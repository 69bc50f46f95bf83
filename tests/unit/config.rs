use super::*;
use crate::overlay::spec::OverlayKind;

#[test]
fn minimal_config_parses_with_defaults() {
    let cfg = OsdConfig::from_json(
        r#"{
            "text": [
                { "id": "t1", "label": "cam0", "x": 0.1, "y": 0.1, "z-index": 3 }
            ]
        }"#,
    )
    .unwrap();
    assert_eq!(cfg.text.len(), 1);
    let entry = &cfg.text[0];
    assert_eq!(entry.placement.z_index, 3);
    assert_eq!(entry.style.font_size, 24.0);
    assert_eq!(entry.style.text_color, Rgba8::WHITE);
    assert_eq!(entry.placement.rotation_policy, RotationPolicy::Center);
}

#[test]
fn all_sections_flatten_in_declaration_order() {
    let cfg = OsdConfig::from_json(
        r#"{
            "image": [
                { "id": "logo", "path": "logo.png", "width": 0.2, "height": 0.1,
                  "x": 0.0, "y": 0.0 }
            ],
            "text": [
                { "id": "t1", "label": "hello", "x": 0.5, "y": 0.5 }
            ],
            "dateTime": [
                { "id": "clock", "format": "%H:%M:%S", "x": 0.8, "y": 0.9 }
            ],
            "custom": [
                { "id": "telemetry", "format": "ARGB", "width": 32, "height": 16,
                  "x": 0.1, "y": 0.8 }
            ]
        }"#,
    )
    .unwrap();

    let entries = cfg.entries();
    let kinds: Vec<OverlayKind> = entries.iter().map(|(_, s)| s.kind()).collect();
    assert_eq!(
        kinds,
        vec![
            OverlayKind::Image,
            OverlayKind::Text,
            OverlayKind::DateTime,
            OverlayKind::Custom
        ]
    );
    assert_eq!(entries[0].0, "logo");
    assert_eq!(entries[3].0, "telemetry");
}

#[test]
fn custom_entries_start_transparent_with_matching_length() {
    let cfg = OsdConfig::from_json(
        r#"{ "custom": [
            { "id": "c1", "format": "A420", "width": 4, "height": 2, "x": 0.0, "y": 0.0 }
        ] }"#,
    )
    .unwrap();
    let entries = cfg.entries();
    let OverlaySpec::Custom { data, .. } = &entries[0].1 else {
        panic!("expected custom spec");
    };
    assert_eq!(data.len(), PixelFormat::A420.buffer_len(4, 2));
    assert!(data.iter().all(|&b| b == 0));
}

#[test]
fn colors_parse_as_rgba_arrays() {
    let cfg = OsdConfig::from_json(
        r#"{ "text": [
            { "id": "t1", "label": "x", "x": 0.0, "y": 0.0,
              "text-color": [255, 0, 0, 255],
              "shadow-color": [0, 0, 0, 128],
              "shadow-offset-x": 3, "shadow-offset-y": 3 }
        ] }"#,
    )
    .unwrap();
    let style = &cfg.text[0].style;
    assert_eq!(style.text_color, Rgba8::new(255, 0, 0, 255));
    assert_eq!(style.shadow_color.a, 128);
    assert_eq!(style.shadow_offset_x, 3);
}

#[test]
fn malformed_json_is_a_configuration_error() {
    assert!(matches!(
        OsdConfig::from_json("{ not json"),
        Err(VosdError::Configuration(_))
    ));
    // Wrong type for a field is also rejected at parse time.
    assert!(
        OsdConfig::from_json(r#"{ "text": [ { "id": "t", "label": 5, "x": 0, "y": 0 } ] }"#)
            .is_err()
    );
}

#[test]
fn config_serializes_back_to_json() {
    let cfg = OsdConfig::from_json(
        r#"{ "text": [ { "id": "t1", "label": "x", "x": 0.25, "y": 0.75 } ] }"#,
    )
    .unwrap();
    let json = serde_json::to_string(&cfg).unwrap();
    let reparsed = OsdConfig::from_json(&json).unwrap();
    assert_eq!(reparsed.text[0].id, "t1");
    assert_eq!(reparsed.text[0].placement.x, 0.25);
}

====================

Aim of the exercise: Would you please copy out every line of the data exactly?

Exercise output:
repository 69bc50f46f95bf83
filename tests/unit/config.rs
use super::*;
use crate::overlay::spec::OverlayKind;

#[test]
fn minimal_config_parses_with_defaults() {
    let cfg = OsdConfig::from_json(
        r#"{
            "text": [
                { "id": "t1", "label": "cam0", "x": 0.1, "y": 0.1, "z-index": 3 }
            ]
        }"#,
    )
    .unwrap();
    assert_eq!(cfg.text.len(), 1);
    let entry = &cfg.text[0];
    assert_eq!(entry.placement.z_index, 3);
    assert_eq!(entry.style.font_size, 24.0);
    assert_eq!(entry.style.text_color, Rgba8::WHITE);
    assert_eq!(entry.placement.rotation_policy, RotationPolicy::Center);
}

#[test]
fn all_sections_flatten_in_declaration_order() {
    let cfg = OsdConfig::from_json(
        r#"{
            "image": [
                { "id": "logo", "path": "logo.png", "width": 0.2, "height": 0.1,
                  "x": 0.0, "y": 0.0 }
            ],
            "text": [
                { "id": "t1", "label": "hello", "x": 0.5, "y": 0.5 }
            ],
            "dateTime": [
                { "id": "clock", "format": "%H:%M:%S", "x": 0.8, "y": 0.9 }
            ],
            "custom": [
                { "id": "telemetry", "format": "ARGB", "width": 32, "height": 16,
                  "x": 0.1, "y": 0.8 }
            ]
        }"#,
    )
    .unwrap();

    let entries = cfg.entries();
    let kinds: Vec<OverlayKind> = entries.iter().map(|(_, s)| s.kind()).collect();
    assert_eq!(
        kinds,
        vec![
            OverlayKind::Image,
            OverlayKind::Text,
            OverlayKind::DateTime,
            OverlayKind::Custom
        ]
    );
    assert_eq!(entries[0].0, "logo");
    assert_eq!(entries[3].0, "telemetry");
}

#[test]
fn custom_entries_start_transparent_with_matching_length() {
    let cfg = OsdConfig::from_json(
        r#"{ "custom": [
            { "id": "c1", "format": "A420", "width": 4, "height": 2, "x": 0.0, "y": 0.0 }
        ] }"#,
    )
    .unwrap();
    let entries = cfg.entries();
    let OverlaySpec::Custom { data, .. } = &entries[0].1 else {
        panic!("expected custom spec");
    };
    assert_eq!(data.len(), PixelFormat::A420.buffer_len(4, 2));
    assert!(data.iter().all(|&b| b == 0));
}

#[test]
fn colors_parse_as_rgba_arrays() {
    let cfg = OsdConfig::from_json(
        r#"{ "text": [
            { "id": "t1", "label": "x", "x": 0.0, "y": 0.0,
              "text-color": [255, 0, 0, 255],
              "shadow-color": [0, 0, 0, 128],
              "shadow-offset-x": 3, "shadow-offset-y": 3 }
        ] }"#,
    )
    .unwrap();
    let style = &cfg.text[0].style;
    assert_eq!(style.text_color, Rgba8::new(255, 0, 0, 255));
    assert_eq!(style.shadow_color.a, 128);
    assert_eq!(style.shadow_offset_x, 3);
}

#[test]
fn malformed_json_is_a_configuration_error() {
    assert!(matches!(
        OsdConfig::from_json("{ not json"),
        Err(VosdError::Configuration(_))
    ));
    // Wrong type for a field is also rejected at parse time.
    assert!(
        OsdConfig::from_json(r#"{ "text": [ { "id": "t", "label": 5, "x": 0, "y": 0 } ] }"#)
            .is_err()
    );
}

#[test]
fn config_serializes_back_to_json() {
    let cfg = OsdConfig::from_json(
        r#"{ "text": [ { "id": "t1", "label": "x", "x": 0.25, "y": 0.75 } ] }"#,
    )
    .unwrap();
    let json = serde_json::to_string(&cfg).unwrap();
    let reparsed = OsdConfig::from_json(&json).unwrap();
    assert_eq!(reparsed.text[0].id, "t1");
    assert_eq!(reparsed.text[0].placement.x, 0.25);
}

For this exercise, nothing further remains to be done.